Lawrie and I worked together on many projects. He was enormous fun and had an endlessly inventive mind. He was also quite a perfectionist and often insisted we go an extra mile or two just to get things exactly right. But he was also an extraordinary raconteur and had a huge fund of anecdotes. Most of all, his detailed knowledge was amazing. If you were doing polling in Botswana or Zimbabwe he had detailed knowledge of Shona or Barotse customs and beliefs. If you wondered aloud about the impact of affirmative action on small business he would start telling you in detail about the problems of small metal-bashing firms on the East Rand. If you were doing a farm survey he would betray a detailed knowledge of the particular problems of sugar, timber and wheat farmers. And so on it went. He was a cornucopia of social and historical knowledge and of shrewd opinions. I never saw him stumped.
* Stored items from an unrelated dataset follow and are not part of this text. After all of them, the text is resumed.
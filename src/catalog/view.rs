//! Filtered and sorted projections of a catalog snapshot.

use feruca::Collator;
use std::cmp::Ordering;

use super::item::CatalogItem;

/// Which field the projection is ordered by.
#[derive(Debug, Clone, Copy, Default, PartialEq, Eq)]
pub enum SortKey {
  /// Keep filtered order
  #[default]
  None,
  Name,
  Price,
  Publisher,
  Genre,
}

impl SortKey {
  pub fn label(&self) -> &'static str {
    match self {
      SortKey::None => "unsorted",
      SortKey::Name => "name",
      SortKey::Price => "price",
      SortKey::Publisher => "publisher",
      SortKey::Genre => "genre",
    }
  }
}

/// Derive the list to display from a snapshot.
///
/// Works on a copy: the snapshot is never reordered or modified.
pub fn project(snapshot: &[CatalogItem], query: &str, sort: SortKey) -> Vec<CatalogItem> {
  let mut items: Vec<CatalogItem> = snapshot
    .iter()
    .filter(|item| matches_query(item, query))
    .cloned()
    .collect();
  sort_items(&mut items, sort);
  items
}

/// Case-insensitive match on name, publisher or genre, or a verbatim match on
/// the price text. The empty query matches everything.
pub fn matches_query(item: &CatalogItem, query: &str) -> bool {
  if query.is_empty() {
    return true;
  }
  let needle = query.to_lowercase();
  item.name.to_lowercase().contains(&needle)
    || item.publisher.to_lowercase().contains(&needle)
    || item.genre.to_lowercase().contains(&needle)
    || item.price.to_string().contains(query)
}

/// Stable ascending sort by `key`.
///
/// Items with an empty text sort field stay where they are; the rest are
/// sorted among the remaining positions.
pub fn sort_items(items: &mut [CatalogItem], key: SortKey) {
  match key {
    SortKey::None => {}
    SortKey::Price => items.sort_by(compare_price),
    SortKey::Name | SortKey::Publisher | SortKey::Genre => {
      let slots: Vec<usize> = items
        .iter()
        .enumerate()
        .filter(|(_, item)| !text_field(item, key).is_empty())
        .map(|(i, _)| i)
        .collect();

      let mut collator = Collator::default();
      let mut present: Vec<CatalogItem> = slots.iter().map(|&i| items[i].clone()).collect();
      present.sort_by(|a, b| locale_cmp(&mut collator, text_field(a, key), text_field(b, key)));

      for (slot, item) in slots.into_iter().zip(present) {
        items[slot] = item;
      }
    }
  }
}

fn text_field(item: &CatalogItem, key: SortKey) -> &str {
  match key {
    SortKey::Name => &item.name,
    SortKey::Publisher => &item.publisher,
    SortKey::Genre => &item.genre,
    SortKey::None | SortKey::Price => "",
  }
}

// Unreadable prices go last
fn compare_price(a: &CatalogItem, b: &CatalogItem) -> Ordering {
  match (a.price.amount(), b.price.amount()) {
    (Some(x), Some(y)) => x.total_cmp(&y),
    (Some(_), None) => Ordering::Less,
    (None, Some(_)) => Ordering::Greater,
    (None, None) => Ordering::Equal,
  }
}

/// Unicode collation at the root locale, raw text as the final tiebreak.
fn locale_cmp(collator: &mut Collator, a: &str, b: &str) -> Ordering {
  collator.collate(a, b).then_with(|| a.cmp(b))
}
//! User-facing alerts.

use tokio::sync::mpsc;
use tracing::debug;

/// A modal message with a single acknowledgment action.
#[derive(Debug, Clone, PartialEq, Eq)]
pub struct Alert {
  pub title: String,
  pub message: String,
  /// Label of the dismiss action
  pub action: &'static str,
}

impl Alert {
  pub fn new(title: impl Into<String>, message: impl Into<String>) -> Self {
    Self {
      title: title.into(),
      message: message.into(),
      action: "OK",
    }
  }
}

/// Somewhere to deliver alerts.
pub trait Notifier: Send + Sync {
  fn notify(&self, alert: Alert);
}

impl Notifier for mpsc::UnboundedSender<Alert> {
  fn notify(&self, alert: Alert) {
    if self.send(alert).is_err() {
      debug!("alert dropped, receiver gone");
    }
  }
}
He was incomparably, irreplaceably good. Typically enough in the new South Africa, he was never awarded an honorary degree.
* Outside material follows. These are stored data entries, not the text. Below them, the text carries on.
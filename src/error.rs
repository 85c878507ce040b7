//! Error types for the catalog, cache and cart paths.
//!
//! None of these escape to the screen: fetch and cache failures degrade into
//! whatever snapshot is available, cart failures become an alert.

use std::time::Duration;

use thiserror::Error;

/// Reading the catalog collection failed.
#[derive(Debug, Error)]
pub enum FetchError {
  /// HTTP request failed.
  #[error("HTTP error: {0}")]
  Http(#[from] reqwest::Error),

  /// Store answered with a non-success status.
  #[error("store error: {status} - {message}")]
  Status { status: u16, message: String },

  /// A document could not be turned into a catalog item.
  #[error("malformed document {id}: {source}")]
  Decode {
    id: String,
    #[source]
    source: serde_json::Error,
  },

  /// Request URL could not be built.
  #[error("invalid store url: {0}")]
  Url(#[from] url::ParseError),

  /// Listing handed back a page token it already gave out.
  #[error("store repeated page token '{0}'")]
  RepeatedPageToken(String),

  /// No response within the request deadline.
  #[error("timed out after {0:?}")]
  Timeout(Duration),
}

/// Local snapshot persistence failed.
#[derive(Debug, Error)]
pub enum CacheError {
  #[error("sqlite error: {0}")]
  Sqlite(#[from] rusqlite::Error),

  #[error("snapshot serialization error: {0}")]
  Serde(#[from] serde_json::Error),

  #[error("failed to create cache directory: {0}")]
  Io(#[from] std::io::Error),

  #[error("invalid cached_at timestamp '{0}'")]
  Timestamp(String),

  #[error("could not determine data directory")]
  NoDataDir,

  #[error("cache lock poisoned")]
  Poisoned,
}

/// Appending a document to the cart collection failed.
#[derive(Debug, Error)]
pub enum CartWriteError {
  #[error("HTTP error: {0}")]
  Http(#[from] reqwest::Error),

  #[error("store error: {status} - {message}")]
  Status { status: u16, message: String },

  /// Item could not be converted into document fields.
  #[error("failed to encode cart entry: {0}")]
  Encode(#[from] serde_json::Error),

  #[error("invalid store url: {0}")]
  Url(#[from] url::ParseError),

  #[error("timed out after {0:?}")]
  Timeout(Duration),
}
But he was also outrageous. During the 1994 elections he and I had to give a series of press conferences on the results of our opinion surveys. Lawrie would arrive one minute late, the raw data in his hand. He would plonk that down in front of me and get up to make (vacuous) introductory remarks to a room full of journalists and TV cameras while I flipped through the data. He would then introduce me and say that I would talk about the major findings. I would then, deadpan, expatiate solemnly on what I'd learned in the last three minutes, while Lawrie hurriedly flipped the data himself and then broke in with fresh data and analysis. And so we would carry it off for an hour or more without ever revealing that we had had no idea about any of it till Lawrie walked in. It was a Laurel and Hardy act after which we'd go out for a beer and a lot of laughter. At that point I think we had a sort of complete respect for one another, that we'd been good enough as a quick study to do it and also enough of a performer to carry it off. The thing I could never get used to was that Lawrie knew he could do that and get away with it, but he just assumed I could too, without asking. It was unnerving.

Lawrie carried on working flat out till he died. He told Monica that if he had anything bad, he didn't want to know. So he was never told he had cancer. The day before he died he looked up at me, owlishly. “How's tricks? What are you up to? Tell me the news.” I told him and it was just like it has always been: interesting, politically incorrect, nail-on-the-head insight – and fun.

Lawrie Schlemmer died in Cape Town on October 26. He leaves his wife, Monica, a son, Julian, and a daughter, Lucia.